* _Task brief_: Each line of the listing below that includes "impl" should be reported.

* _Input data_:
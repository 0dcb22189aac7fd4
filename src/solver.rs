//! An agent to solve the game of Connect 4

use log::{debug, trace};

use crate::bitboard::Board;
use crate::config::{SolverConfig, TablePolicy};
use crate::negamax::Negamax;
use crate::transposition_table::{BoundTable, TranspositionTable};
use crate::{CELLS, WIDTH};

use std::cmp::Ordering;
use std::time::Instant;

/// An agent to solve Connect 4 positions
///
/// # Notes
/// The solver owns its transposition table for as long as it lives. With
/// [`TablePolicy::Persistent`] every `solve` reuses the bounds found by
/// earlier ones, with [`TablePolicy::ResetEachSolve`] each solve starts
/// from an empty table. Either way the results are the same; only the
/// node counts differ.
///
/// Scores follow the [negamax scoring](crate::negamax#position-scoring).
#[derive(Clone)]
pub struct Solver<T: BoundTable = TranspositionTable> {
    table: T,
    config: SolverConfig,

    /// The number of nodes searched by this `Solver` so far (for diagnostics only)
    pub node_count: usize,
}

impl Solver<TranspositionTable> {
    /// Creates a new `Solver` with the default configuration
    pub fn new() -> Self {
        Self::with_config(SolverConfig::default())
    }

    /// Creates a new `Solver` with a table sized by `config`
    pub fn with_config(config: SolverConfig) -> Self {
        Self::with_table(TranspositionTable::with_size(config.table_size), config)
    }
}

impl Default for Solver<TranspositionTable> {
    fn default() -> Self {
        Self::new()
    }
}

impl<T: BoundTable> Solver<T> {
    /// Creates a new `Solver` from an existing table
    pub fn with_table(table: T, config: SolverConfig) -> Self {
        Self {
            table,
            config,
            node_count: 0,
        }
    }

    pub fn table(&self) -> &T {
        &self.table
    }

    pub fn clear_table(&mut self) {
        self.table.clear();
    }

    /// Performs a single game tree search inside the window `[alpha, beta)`
    ///
    /// # Panics
    /// Panics if `alpha >= beta`.
    pub fn negamax(
        &mut self,
        board: &Board,
        depth: usize,
        alpha: i32,
        beta: i32,
    ) -> (Option<usize>, i32) {
        let mut search = Negamax::new(&mut self.table, self.config.ordering);
        let result = search.search(board, depth, alpha, beta);
        self.node_count += search.node_count;
        result
    }

    /// Solves `board` to the configured depth
    pub fn evaluate(&mut self, board: &Board) -> (Option<usize>, i32) {
        self.solve(board, self.config.depth)
    }

    /// Calculates the best move and score of `board` by narrowing the score window
    ///
    /// The column is `None` only when the board is full.
    pub fn solve(&mut self, board: &Board, depth: usize) -> (Option<usize>, i32) {
        if self.config.table_policy == TablePolicy::ResetEachSolve {
            self.clear_table();
        }
        let start = Instant::now();
        let start_nodes = self.node_count;

        let mut min = -((CELLS - board.rounds()) as i32) / 2;
        let mut max = (CELLS + 1 - board.rounds()) as i32 / 2;

        let mut best_move = None;
        let mut fallback = None;
        // iteratively narrow the search window
        while min < max {
            let mut mid = min + (max - min) / 2;
            // tweak the search value for both negative and positive searches
            if mid <= 0 && min / 2 < mid {
                mid = min / 2
            } else if mid >= 0 && max / 2 > mid {
                mid = max / 2
            }

            // use a null-window to determine if the actual score is greater or less that mid
            let (column, r) = self.negamax(board, depth, mid, mid + 1);
            trace!(
                "window [{}, {}], probe {}, result {}, nodes {}",
                min,
                max,
                mid,
                r,
                self.node_count - start_nodes
            );

            // r is not necessarily the exact true score, but its value indicates
            // whether the true score is above or below the search target
            if r <= mid {
                // actual score <= mid
                max = r;
                fallback = column.or(fallback);
            } else {
                // actual score > mid
                min = r;
                best_move = column;
            }
        }

        // every move loses or no probe failed high, any playable column will do
        let best_move = best_move
            .or(fallback)
            .or_else(|| (0..WIDTH).find(|&column| board.can_play(column)));

        debug!(
            "solved position with {} tiles: score {}, best move {:?}, {} nodes in {:.3}ms",
            board.rounds(),
            min,
            best_move.map(|column| column + 1),
            self.node_count - start_nodes,
            start.elapsed().as_secs_f64() * 1000.0
        );
        (best_move, min)
    }
}

/// Converts a position score to a win distance in the winning player's moves
///
/// A drawn position returns the number of tiles left to play.
pub fn win_distance(board: &Board, score: i32) -> usize {
    match score.cmp(&0) {
        Ordering::Equal => CELLS - board.rounds(),
        Ordering::Greater => (CELLS / 2 + 1 - score as usize) - board.rounds() / 2,
        Ordering::Less => (CELLS / 2 + 1 - (-score) as usize) - (board.rounds() + 1) / 2,
    }
}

* _Answer area_:
impl Solver<TranspositionTable> {
impl Default for Solver<TranspositionTable> {
impl<T: BoundTable> Solver<T> {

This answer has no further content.